→ **What you should do**:
Go over the material below and report every line that contains the word "pairs".

→ **Provided data**:
========
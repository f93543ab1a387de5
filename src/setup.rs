//! Turning a validated plan into loaded models and objective slots.

use std::sync::Arc;

use anyhow::{Context, Result};
use candle_core::Device;

use crate::config::DecodePlan;
use crate::decode::ObjectiveSlot;
use crate::model::CharLm;
use crate::scoring::{FluencyLoss, ModelRegistry, Objective, StyleLoss, check_vocabularies};
use crate::tokenizer::CharTokenizer;
use crate::weights::{load_char_lm, probe_vocab_size};

/// Loss names understood by [`build_objectives`].
pub const KNOWN_LOSSES: [&str; 2] = ["fluency", "style"];

/// Objectives in plan order plus the primary model, which also generates baselines.
pub struct LoadedObjectives {
    pub slots: Vec<ObjectiveSlot>,
    pub primary: Arc<CharLm>,
}

/// Reject unknown loss names before anything is loaded.
///
/// # Errors
/// Returns an error naming the first unknown loss.
pub fn check_loss_names(plan: &DecodePlan) -> Result<()> {
    for spec in &plan.objectives {
        if !KNOWN_LOSSES.contains(&spec.loss.as_str()) {
            anyhow::bail!(
                "unknown loss {:?}; expected one of {}",
                spec.loss,
                KNOWN_LOSSES.join(", ")
            );
        }
    }
    Ok(())
}

/// Compare vocabularies from the weight headers, without loading any weights.
///
/// # Errors
/// Returns an error if a header is unreadable or the vocabularies differ
/// without `allow_diff_vocab`.
pub fn probe_vocabularies(plan: &DecodePlan) -> Result<usize> {
    let mut sizes = Vec::with_capacity(plan.objectives.len());
    for spec in &plan.objectives {
        let name = spec.model.display().to_string();
        let vocab = probe_vocab_size(&spec.model)?;
        sizes.push((name, vocab));
    }
    let pairs: Vec<(&str, usize)> = sizes.iter().map(|(n, v)| (n.as_str(), *v)).collect();
    Ok(check_vocabularies(&pairs, plan.allow_diff_vocab)?)
}

/// Load every model once and build one objective per plan entry.
///
/// # Errors
/// Returns an error if a model fails to load, a loss name is unknown, or a
/// style label is out of range.
pub fn build_objectives(plan: &DecodePlan, device: &Device) -> Result<LoadedObjectives> {
    check_loss_names(plan)?;
    let dtype = plan.precision.dtype();
    let mut registry = ModelRegistry::new();
    let models = plan
        .objectives
        .iter()
        .map(|spec| {
            let key = spec.model.display().to_string();
            registry.get_or_load(&key, || load_char_lm(&spec.model, device, dtype))
        })
        .collect::<Result<Vec<_>>>()?;
    tracing::info!(
        objectives = plan.objectives.len(),
        models = registry.len(),
        "scoring models ready"
    );
    from_models(plan, &models)
}

/// Build objective slots over already-constructed models, one per plan entry.
///
/// # Errors
/// Returns an error if the counts differ, a loss name is unknown, or a style
/// label is out of range.
pub fn from_models(plan: &DecodePlan, models: &[Arc<CharLm>]) -> Result<LoadedObjectives> {
    let primary = models.first().context("no scoring models")?;
    if models.len() != plan.objectives.len() {
        anyhow::bail!(
            "{} objectives but {} models",
            plan.objectives.len(),
            models.len()
        );
    }
    let tokenizer = CharTokenizer::new();
    let mut slots = Vec::with_capacity(models.len());
    for (spec, model) in plan.objectives.iter().zip(models) {
        let objective: Arc<dyn Objective> = match spec.loss.as_str() {
            "fluency" => Arc::new(FluencyLoss::new(Arc::clone(model))),
            "style" => {
                let prompts = tokenizer
                    .style_ids()
                    .iter()
                    .map(|&id| tokenizer.style_prompt(id))
                    .collect();
                let style = StyleLoss::new(Arc::clone(model), prompts)
                    .context("build style classifier")?;
                if spec.label_id >= style.num_styles() {
                    anyhow::bail!(
                        "label {} for {:?} is out of range for {} styles",
                        spec.label_id,
                        spec.abbr,
                        style.num_styles()
                    );
                }
                Arc::new(style)
            }
            other => anyhow::bail!("unknown loss {other:?}"),
        };
        slots.push(ObjectiveSlot::new(spec.abbr.clone(), objective, spec.label_id));
    }
    Ok(LoadedObjectives {
        slots,
        primary: Arc::clone(primary),
    })
}

#[cfg(test)]
mod tests {
    use super::*;
    use crate::config::DecodeConfig;
    use crate::model::ModelConfig;

    fn plan(losses: &[&str], label_ids: Vec<usize>) -> DecodePlan {
        DecodeConfig {
            losses: losses.iter().map(|s| (*s).to_string()).collect(),
            models: losses.iter().map(|_| "shared.safetensors".into()).collect(),
            epsilons: vec![1.0; losses.len() - 1],
            label_ids,
            ..DecodeConfig::default()
        }
        .validate()
        .unwrap()
    }

    fn model() -> Arc<CharLm> {
        Arc::new(CharLm::random("shared", ModelConfig::tiny(), &Device::Cpu).unwrap())
    }

    #[test]
    fn test_slots_follow_plan_order() {
        let plan = plan(&["fluency", "style"], vec![0, 2]);
        let m = model();
        let loaded = from_models(&plan, &[Arc::clone(&m), m]).unwrap();
        assert_eq!(loaded.slots.len(), 2);
        assert_eq!(loaded.slots[0].objective.name(), "fluency");
        assert_eq!(loaded.slots[1].objective.name(), "style");
        assert_eq!(loaded.slots[1].label_id, 2);
        assert_eq!(loaded.slots[1].abbr, "style");
    }

    #[test]
    fn test_style_label_out_of_range() {
        let plan = plan(&["fluency", "style"], vec![0, 4]);
        let m = model();
        assert!(from_models(&plan, &[Arc::clone(&m), m]).is_err());
    }

    #[test]
    fn test_unknown_loss_rejected_before_loading() {
        let plan = plan(&["fluency", "toxicity"], vec![0, 0]);
        let err = check_loss_names(&plan).unwrap_err();
        assert!(err.to_string().contains("toxicity"));
        // Nothing on disk is touched.
        assert!(build_objectives(&plan, &Device::Cpu).is_err());
    }

    #[test]
    fn test_model_count_must_match() {
        let plan = plan(&["fluency", "style"], vec![0, 0]);
        assert!(from_models(&plan, &[model()]).is_err());
        assert!(from_models(&plan, &[]).is_err());
    }
}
========
→ **Task answer**:
    let pairs: Vec<(&str, usize)> = sizes.iter().map(|(n, v)| (n.as_str(), *v)).collect();
    Ok(check_vocabularies(&pairs, plan.allow_diff_vocab)?)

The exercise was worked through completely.